Gross margin of 88.7% was ahead of our 88.1% assumption and increased 120 basis points from the prior year period. Total operating expenses were above our estimate due to higher than anticipated general and administrative expenses, and to a lesser extent, higher than anticipated product development costs. Regardless, the upside in revenue more than offset the higher expenses, resulting in adjusted EBITDA of $7.8 million (21.1% margin) versus our estimate of $7.1 million and consensus of $7.3 million. EPS of $0.03 also beat our estimate and consensus of $0.01.

Cash at the end of Q2 totaled $3.6 million, while debt outstanding stood at $30.0 million. In Q2, DHI Group generated $10.2 million in cash from operations, used $4.4 million for capital expenditures and repurchased 625,006 shares for $3.7 million, or an average price of $5.94 per share.

Turning to the outlook, management’s Q3 guidance calls for $37.0-$38.0 million in revenues.

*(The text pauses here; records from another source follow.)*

//! Command-line interface for the Game of Life.

use clap::Parser;
use std::path::PathBuf;

use crate::config::{GameConfig, ResultsFormat};
use crate::error::GameError;

/// A turn-based text game for two players
#[derive(Parser, Debug)]
#[command(name = "life-game")]
#[command(about = "A turn-based text game for two players")]
#[command(version)]
pub struct Args {
    /// Load settings from a TOML file
    #[arg(long, value_name = "CONFIG_FILE")]
    pub config: Option<PathBuf>,

    /// Seed the RNG to replay a game
    #[arg(long)]
    pub seed: Option<u64>,

    /// Also print the final results as JSON
    #[arg(long)]
    pub json: bool,
}

impl Args {
    /// Merge the config file (if any) with flags given on the command line.
    pub fn resolve_config(&self) -> Result<GameConfig, GameError> {
        let mut config = match &self.config {
            Some(path) => GameConfig::load_from_file(path)?,
            None => GameConfig::default(),
        };
        if self.seed.is_some() {
            config.seed = self.seed;
        }
        if self.json {
            config.results = ResultsFormat::Json;
        }
        Ok(config)
    }
}

pub fn parse_args() -> Args {
    Args::parse()
}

Prior to revisions, we were projecting $36.9 million in revenues while consensus was at $36.5 million. For the full year, management raised its revenue guidance by $1.0 million to a range of $145.0-$147.0 million and reaffirmed its prior expectations for an adjusted EBITDA margin at or near 20%.

Exhibit III: Estimate Revisions

Source: K. Liu & Company LLC

We raise our revenue estimates slightly for FY ’22 to reflect the strong performance in Q2. As our operating expense assumptions also move higher, our adjusted EBITDA and EPS estimates remain relatively unchanged for the year. For FY ’23, we maintain our prior estimates, which already incorporate sustained double-digit growth in revenues along with some margin expansion.

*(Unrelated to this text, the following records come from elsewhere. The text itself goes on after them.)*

//! The command menu and the turn loop.

use log::{debug, info};
use serde::Serialize;
use std::collections::{BTreeMap, VecDeque};
use std::io::{BufRead, Write};

use life_rules::{Player, PlayerId, Point, Roster, StatsDeltaMultiply};

use crate::actions::{Action, AdminSuicide, Jog, MountainJog, Move, TurnContext};
use crate::config::GameConfig;
use crate::error::GameError;
use crate::rng::GameRng;

const COMMAND_COLUMN_WIDTH: usize = 25;

/// An action on the menu and the player it acts on.
struct Binding {
    target: PlayerId,
    action: Box<dyn Action>,
}

/// Why the turn loop stopped.
#[derive(Debug, Clone, Copy, PartialEq, Eq, Serialize)]
#[serde(rename_all = "snake_case")]
pub enum EndReason {
    AdminDied,
    InputClosed,
}

/// A player's final state together with the product of their buffs.
#[derive(Debug, Clone, Serialize)]
pub struct PlayerSnapshot {
    #[serde(flatten)]
    pub player: Player,
    pub combined_effect: StatsDeltaMultiply,
}

impl From<&Player> for PlayerSnapshot {
    fn from(player: &Player) -> Self {
        Self {
            player: player.clone(),
            combined_effect: player.combined_effect(),
        }
    }
}

/// Final state of a finished game.
#[derive(Debug, Clone, Serialize)]
pub struct GameSummary {
    pub seed: u64,
    /// Commands that matched a menu entry.
    pub turns: u64,
    pub reason: EndReason,
    pub players: Vec<PlayerSnapshot>,
}

pub struct Game {
    roster: Roster,
    actions: BTreeMap<String, Binding>,
    rng: GameRng,
    turns: u64,
}

impl Game {
    /// Start a game run by `admin`, who gets the `/q` and `/m` commands.
    pub fn new(admin: Player, config: &GameConfig) -> Self {
        let admin_id = admin.id();
        let mut game = Self {
            roster: Roster::new(admin),
            actions: BTreeMap::new(),
            rng: config.rng(),
            turns: 0,
        };
        game.bind("/q".to_owned(), admin_id, AdminSuicide);
        game.bind("/m".to_owned(), admin_id, Move);
        game
    }

    /// The fixed two-player roster: `aldrt23` runs the game, `fersp63` joins.
    pub fn with_default_roster(config: &GameConfig) -> Result<Self, GameError> {
        let mut game = Self::new(Player::new("aldrt23", 32, Point::new(3, 2))?, config);
        game.add(Player::new("fersp63", 16, Point::new(6, 7))?);
        Ok(game)
    }

    /// Bring a player online with their movement commands.
    pub fn add(&mut self, player: Player) -> PlayerId {
        let id = player.id();
        let nickname = player.nickname().to_owned();
        self.bind(format!("/move:{nickname}"), id, Move);
        self.bind(format!("/jog:{nickname}"), id, Jog);
        self.bind(format!("/mjog:{nickname}"), id, MountainJog::default());
        self.roster.add(player)
    }

    fn bind(&mut self, command: String, target: PlayerId, action: impl Action + 'static) {
        self.actions.insert(
            command,
            Binding {
                target,
                action: Box::new(action),
            },
        );
    }

    pub fn roster(&self) -> &Roster {
        &self.roster
    }

    /// Menu commands in the order they are listed.
    pub fn commands(&self) -> impl Iterator<Item = &str> {
        self.actions.keys().map(String::as_str)
    }

    /// Play until the admin dies or the input runs out, then print the results.
    pub fn start<R: BufRead, W: Write>(&mut self, input: R, output: &mut W) -> Result<GameSummary, GameError> {
        info!("starting game with seed {}", self.rng.seed());
        let reason = self.run_loop(input, output)?;
        info!("game over after {} turns: {reason:?}", self.turns);

        writeln!(output, "Game Results: ")?;
        self.print_player_stats(output)?;
        output.flush()?;

        Ok(GameSummary {
            seed: self.rng.seed(),
            turns: self.turns,
            reason,
            players: self.roster.iter().map(PlayerSnapshot::from).collect(),
        })
    }

    fn run_loop<R: BufRead, W: Write>(&mut self, mut input: R, output: &mut W) -> Result<EndReason, GameError> {
        writeln!(output, "🤡 Welcome to the game of Life. To quit the game enter `/q`.")?;
        let mut pending = VecDeque::new();

        while self.roster.admin().is_alive() {
            self.print_player_stats(output)?;
            self.print_available_actions(output)?;
            write!(output, "> ")?;
            output.flush()?;

            let Some(command) = next_token(&mut input, &mut pending)? else {
                return Ok(EndReason::InputClosed);
            };
            self.dispatch(&command, output)?;
        }
        Ok(EndReason::AdminDied)
    }

    fn dispatch<W: Write>(&mut self, command: &str, output: &mut W) -> Result<(), GameError> {
        let Some(binding) = self.actions.get(command) else {
            debug!("ignoring unknown command {command:?}");
            return Ok(());
        };
        let Some(player) = self.roster.get_mut(binding.target) else {
            debug!("command {command:?} targets player {} who is not online", binding.target);
            return Ok(());
        };

        debug!("{command} -> {}", binding.action.description(&*player));
        let mut ctx = TurnContext::new(&mut self.rng, output);
        binding.action.execute(player, &mut ctx)?;
        self.turns += 1;
        Ok(())
    }

    fn print_player_stats<W: Write>(&self, output: &mut W) -> Result<(), GameError> {
        for player in self.roster.iter() {
            writeln!(output, "{}", player.description())?;
        }
        Ok(())
    }

    fn print_available_actions<W: Write>(&self, output: &mut W) -> Result<(), GameError> {
        writeln!(output, "Available Actions:")?;
        for (command, binding) in &self.actions {
            if let Some(player) = self.roster.get(binding.target) {
                writeln!(
                    output,
                    "{command:<width$}: {}",
                    binding.action.description(player),
                    width = COMMAND_COLUMN_WIDTH
                )?;
            }
        }
        Ok(())
    }
}

/// Next whitespace-separated token, reading more lines as needed.
fn next_token<R: BufRead>(input: &mut R, pending: &mut VecDeque<String>) -> Result<Option<String>, GameError> {
    loop {
        if let Some(token) = pending.pop_front() {
            return Ok(Some(token));
        }
        let mut line = Vec::new();
        if input.read_until(b'\n', &mut line)? == 0 {
            return Ok(None);
        }
        // Undecodable bytes become U+FFFD and fall through as unknown commands.
        let line = String::from_utf8_lossy(&line);
        pending.extend(line.split_whitespace().map(str::to_owned));
    }
}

Our report with model and disclosures is available here.

Disclosure(s):

K. Liu & Company LLC (“the firm”) receives or intends to seek compensation from the companies covered in its research reports. The firm has received compensation from DHI Group, Inc. (DHX) in the past 12 months for “Sponsored Research.”

Sponsored Research produced by the firm is paid for by the subject company in the form of an initial retainer and a recurring monthly fee. The analysis and recommendations in our Sponsored Research reports are derived from the same process and methodologies utilized in all of our research reports whether sponsored or not. The subject company does not review any aspect of our Sponsored Research reports prior to publication.